» **Description of the task**
From the entries below, copy every line holding the word "public".

Stored records
* * *
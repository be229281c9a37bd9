//! RFC-0094 Cross Domain Messaging: the `forward` message that carries an
//! already-packed envelope from the upstream mediator to the local agent.

pub mod handlers;

use mediator_core::MessageRouter;

pub fn routes() -> MessageRouter {
    MessageRouter::new().register("https://didcomm.org/routing/1.0/forward", handlers::ForwardHandler)
}
use std::sync::Arc;

use did_utils::{crypto::{CoreSign, Ed25519KeyPair, Generate, KeyMaterial}, didcore::Document};
use serde::{Deserialize, Serialize};
use serde_json::Value;
use tokio::sync::watch;

use crate::{crypto, error::{CoreError, CoreResult}, message::Message, state_machine::ConnectionState};

/// The peer side of a connection: where its recipients are and how to reach
/// them. Absent until a handshake completes.
#[derive(Debug, Clone, Serialize, Deserialize, Default)]
pub struct Target {
    pub recipients: Vec<String>,
    pub endpoint: String,
}

/// Wire shape persisted by the store adapter (see `store` crate).
#[derive(Debug, Clone, Serialize, Deserialize)]
pub struct ConnectionRecord {
    pub state: ConnectionState,
    pub multiuse: bool,
    pub invitation_key: Option<String>,
    pub did: String,
    pub verkey: String,
    pub sigkey: String,
    pub target: Option<Target>,
    pub diddoc: Option<Document>,
}

/// One pairwise relationship: a local keypair, the peer's target (once
/// known), and the handshake's protocol state.
pub struct Connection {
    pub keypair: Ed25519KeyPair,
    pub did: String,
    pub state: ConnectionState,
    pub multiuse: bool,
    pub invitation_key: Option<String>,
    pub target: Option<Target>,
    pub diddoc: Option<Document>,
    completion_tx: Arc<watch::Sender<bool>>,
    completion_rx: watch::Receiver<bool>,
}

impl Connection {
    pub fn random() -> CoreResult<Self> {
        let keypair = Ed25519KeyPair::new().map_err(|e| CoreError::Transport(format!("{e:?}")))?;
        Ok(Self::from_keypair(keypair, ConnectionState::Null))
    }

    fn from_keypair(keypair: Ed25519KeyPair, state: ConnectionState) -> Self {
        let did = Self::derive_did(&keypair);
        let (tx, rx) = watch::channel(false);
        Self {
            keypair,
            did,
            state,
            multiuse: false,
            invitation_key: None,
            target: None,
            diddoc: None,
            completion_tx: Arc::new(tx),
            completion_rx: rx,
        }
    }

    fn derive_did(keypair: &Ed25519KeyPair) -> String {
        let pk = keypair.public_key_bytes().expect("ed25519 public key");
        bs58::encode(&pk[..16]).into_string()
    }

    pub fn verkey_b58(&self) -> String {
        bs58::encode(self.keypair.public_key_bytes().expect("ed25519 public key")).into_string()
    }

    /// Builds a fresh relationship connection out of an invitation
    /// connection, inheriting its completion signal and recording its
    /// verkey as the invitation key that must later sign the response.
    pub fn from_invite(invite_conn: &Connection) -> CoreResult<Self> {
        let mut conn = Self::random()?;
        conn.invitation_key = Some(invite_conn.verkey_b58());
        conn.completion_tx = invite_conn.completion_tx.clone();
        conn.completion_rx = invite_conn.completion_tx.subscribe();
        Ok(conn)
    }

    pub fn complete(&self) {
        let _ = self.completion_tx.send(true);
    }

    pub async fn await_completion(&self) {
        let mut rx = self.completion_rx.clone();
        if *rx.borrow() {
            return;
        }
        let _ = rx.changed().await;
    }

    /// A clone of this connection's completion signal, for callers that
    /// must wait outside the registry's lock (awaiting a handshake can take
    /// arbitrarily long, and the registry must stay available to the
    /// handlers that will eventually complete it).
    pub fn completion_receiver(&self) -> watch::Receiver<bool> {
        self.completion_rx.clone()
    }

    pub fn unpack(&self, packed: &[u8]) -> CoreResult<Message> {
        let (plaintext, sender_verkey) = crypto::unpack(packed, &self.keypair, &self.verkey_b58())?;
        let mut msg: Message =
            serde_json::from_slice(&plaintext).map_err(|e| CoreError::InvalidEnvelope(e.to_string()))?;
        msg.sender_verkey = sender_verkey;
        msg.recipient_verkey = Some(self.verkey_b58());
        Ok(msg)
    }

    pub fn sign(&self, payload: &[u8]) -> CoreResult<Vec<u8>> {
        self.keypair.sign(payload).map_err(|e| CoreError::Transport(format!("{e:?}")))
    }

    pub fn pack(&self, body: &Value) -> CoreResult<Vec<u8>> {
        let target = self.target.as_ref().ok_or(CoreError::ConnectionNotFound)?;
        let plaintext = serde_json::to_vec(body).map_err(|e| CoreError::InvalidEnvelope(e.to_string()))?;
        crypto::pack(&plaintext, &target.recipients, &self.keypair)
    }

    /// Packs and POSTs `body` to the current target's endpoint. If
    /// `return_route` is set, tags the outgoing message so the peer may
    /// reply over the same transport; a peer honoring that hint over plain
    /// HTTP writes its reply into the POST response body, which this
    /// returns packed and unopened for the caller to dispatch.
    pub async fn send_async(&self, body: &Value, return_route: Option<&str>) -> CoreResult<Option<Vec<u8>>> {
        let target = self.target.as_ref().ok_or(CoreError::ConnectionNotFound)?;
        let mut body = body.clone();
        if let Some(rr) = return_route {
            body["~transport"] = serde_json::json!({ "return_route": rr });
        }
        let packed = self.pack(&body)?;

        let client = reqwest::Client::new();
        let response = client
            .post(&target.endpoint)
            .header("content-type", "application/didcomm-envelope-enc")
            .body(packed)
            .send()
            .await
            .map_err(|e| CoreError::Transport(e.to_string()))?;

        let reply = response.bytes().await.map_err(|e| CoreError::Transport(e.to_string()))?;
        Ok(if reply.is_empty() { None } else { Some(reply.to_vec()) })
    }

    pub fn to_record(&self) -> ConnectionRecord {
        ConnectionRecord {
            state: self.state.clone(),
            multiuse: self.multiuse,
            invitation_key: self.invitation_key.clone(),
            did: self.did.clone(),
            verkey: self.verkey_b58(),
            sigkey: bs58::encode(self.keypair.private_key_bytes().expect("ed25519 secret key")).into_string(),
            target: self.target.clone(),
            diddoc: self.diddoc.clone(),
        }
    }

    pub fn from_record(record: ConnectionRecord) -> CoreResult<Self> {
        let sk_bytes = bs58::decode(&record.sigkey)
            .into_vec()
            .map_err(|_| CoreError::Store("sigkey not base58".into()))?;
        let sk_bytes: [u8; 32] = sk_bytes
            .try_into()
            .map_err(|_| CoreError::Store("sigkey not 32 bytes".into()))?;
        let keypair = Ed25519KeyPair::from_secret_key(&sk_bytes).map_err(|e| CoreError::Store(format!("{e:?}")))?;

        let mut conn = Self::from_keypair(keypair, record.state);
        conn.multiuse = record.multiuse;
        conn.invitation_key = record.invitation_key;
        conn.target = record.target;
        conn.diddoc = record.diddoc;
        conn.did = record.did;
        Ok(conn)
    }
}

impl std::fmt::Debug for Connection {
    fn fmt(&self, f: &mut std::fmt::Formatter<'_>) -> std::fmt::Result {
        f.debug_struct("Connection")
            .field("did", &self.did)
            .field("state", &self.state)
            .field("target", &self.target)
            .finish()
    }
}

#[cfg(test)]
mod tests {
    use super::*;

    #[test]
    fn record_roundtrip_preserves_identity() {
        let conn = Connection::random().unwrap();
        let verkey = conn.verkey_b58();
        let record = conn.to_record();
        let restored = Connection::from_record(record).unwrap();
        assert_eq!(restored.verkey_b58(), verkey);
    }

    #[tokio::test]
    async fn completion_is_observed_after_signal() {
        let conn = Connection::random().unwrap();
        conn.complete();
        conn.await_completion().await;
    }

    #[test]
    fn from_invite_records_invitation_key() {
        let invite = Connection::random().unwrap();
        let relationship = Connection::from_invite(&invite).unwrap();
        assert_eq!(relationship.invitation_key, Some(invite.verkey_b58()));
    }
}
use std::sync::Arc;

use base64::{engine::general_purpose::URL_SAFE_NO_PAD, Engine as _};
use did_utils::crypto::{decode_multikey, encode_multikey, Algorithm};
use mediator_core::{
    connection::Target,
    state_machine::{ConnectionEvent, ConnectionState},
    AppState, Connection, CoreError, CoreResult,
};
use serde::{Deserialize, Serialize};

use crate::{jws, normalize};

const OOB_TYPE: &str = "https://didcomm.org/out-of-band/1.1/invitation";
const REQUEST_TYPE: &str = "https://didcomm.org/didexchange/1.0/request";
const HANDSHAKE_PROTOCOL: &str = "https://didcomm.org/didexchange/1.0";

#[derive(Debug, Clone, Serialize, Deserialize)]
struct InlineService {
    id: String,
    #[serde(rename = "type")]
    type_: String,
    #[serde(rename = "recipientKeys")]
    recipient_keys: Vec<String>,
    #[serde(rename = "routingKeys", default)]
    routing_keys: Vec<String>,
    #[serde(rename = "serviceEndpoint")]
    service_endpoint: String,
}

#[derive(Debug, Clone, Serialize, Deserialize)]
struct Invitation {
    #[serde(rename = "@type")]
    type_: String,
    #[serde(rename = "@id")]
    id: String,
    label: String,
    handshake_protocols: Vec<String>,
    services: Vec<InlineService>,
}

fn didkey_of(verkey_b58: &str) -> CoreResult<String> {
    let raw = bs58::decode(verkey_b58)
        .into_vec()
        .map_err(|_| CoreError::InvalidEnvelope("malformed verkey".into()))?;
    Ok(encode_multikey(Algorithm::Ed25519, &raw))
}

fn verkey_of_didkey(didkey: &str) -> CoreResult<String> {
    let multikey = didkey.strip_prefix("did:key:").unwrap_or(didkey);
    let (alg, raw) = decode_multikey(multikey).map_err(|_| CoreError::InvalidEnvelope("malformed did:key".into()))?;
    if alg != Algorithm::Ed25519 {
        return Err(CoreError::DidMethodNotSupported(didkey.to_string()));
    }
    Ok(bs58::encode(raw).into_string())
}

/// Generates a fresh invitation connection and returns its verkey together
/// with its `?oob=` URL.
pub async fn create_invitation(app: &Arc<AppState>, label: &str) -> CoreResult<(String, String)> {
    let conn = Connection::random()?;
    let verkey = conn.verkey_b58();
    let state = ConnectionState::Null.apply(ConnectionEvent::SendInvite)?;

    let invitation = Invitation {
        type_: OOB_TYPE.to_string(),
        id: uuid::Uuid::new_v4().to_string(),
        label: label.to_string(),
        handshake_protocols: vec![HANDSHAKE_PROTOCOL.to_string()],
        services: vec![InlineService {
            id: "#inline".to_string(),
            type_: "did-communication".to_string(),
            recipient_keys: vec![didkey_of(&verkey)?],
            routing_keys: vec![],
            service_endpoint: app.config.endpoint.clone(),
        }],
    };

    app.registry.register(conn).await;
    app.registry
        .mutate(&verkey, |c| c.state = state)
        .await
        .ok_or(CoreError::ConnectionNotFound)?;

    let json = serde_json::to_vec(&invitation).map_err(|e| CoreError::InvalidEnvelope(e.to_string()))?;
    let encoded = URL_SAFE_NO_PAD.encode(json);
    Ok((verkey, format!("{}?oob={}", app.config.endpoint, encoded)))
}

/// Parses a `?oob=` URL and, as the invitee, sends a DID-exchange `request`
/// carrying this proxy's own signed DID document. Returns the verkey of the
/// newly created relationship connection.
pub async fn receive_invitation(app: &Arc<AppState>, url: &str, label: &str) -> CoreResult<String> {
    let encoded = url
        .split_once("oob=")
        .map(|(_, rest)| rest)
        .ok_or_else(|| CoreError::InvalidEnvelope("missing oob query parameter".into()))?;
    let encoded = encoded.split('&').next().unwrap_or(encoded);
    let json = URL_SAFE_NO_PAD
        .decode(encoded)
        .map_err(|e| CoreError::InvalidEnvelope(e.to_string()))?;
    let invitation: Invitation =
        serde_json::from_slice(&json).map_err(|e| CoreError::InvalidEnvelope(e.to_string()))?;

    let service = invitation
        .services
        .first()
        .ok_or_else(|| CoreError::InvalidEnvelope("invitation has no services".into()))?;
    let recipients = service
        .recipient_keys
        .iter()
        .map(|k| verkey_of_didkey(k))
        .collect::<CoreResult<Vec<_>>>()?;

    let mut conn = Connection::random()?;
    conn.target = Some(Target {
        recipients,
        endpoint: service.service_endpoint.clone(),
    });
    conn.state = ConnectionState::Null.apply(ConnectionEvent::ReceiveInvite)?;
    conn.state = conn.state.apply(ConnectionEvent::SendRequest)?;

    let verkey = conn.verkey_b58();
    let doc = crate::diddoc::build(&verkey, &app.config.endpoint, &conn.keypair)?;
    let did = doc.id.clone();
    let doc_value = serde_json::to_value(&doc).map_err(|e| CoreError::InvalidEnvelope(e.to_string()))?;

    let request = serde_json::json!({
        "@type": REQUEST_TYPE,
        "@id": uuid::Uuid::new_v4().to_string(),
        "~thread": { "pthid": invitation.id },
        "label": label,
        "did": did,
        "did_doc~attach": jws::build_attachment(&doc_value, &conn.keypair)?,
    });

    app.registry.register(conn).await;

    let packed = app
        .registry
        .get_and(&verkey, |c| c.pack(&request))
        .await
        .ok_or(CoreError::ConnectionNotFound)??;
    post(&service.service_endpoint, packed).await?;

    Ok(verkey)
}

async fn post(endpoint: &str, packed: Vec<u8>) -> CoreResult<()> {
    let client = reqwest::Client::new();
    client
        .post(endpoint)
        .header("content-type", "application/didcomm-envelope-enc")
        .body(packed)
        .send()
        .await
        .map_err(|e| CoreError::Transport(e.to_string()))?;
    Ok(())
}

pub use normalize::normalize;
* * *
» **Result of this exercise**
        let pk = keypair.public_key_bytes().expect("ed25519 public key");
        bs58::encode(self.keypair.public_key_bytes().expect("ed25519 public key")).into_string()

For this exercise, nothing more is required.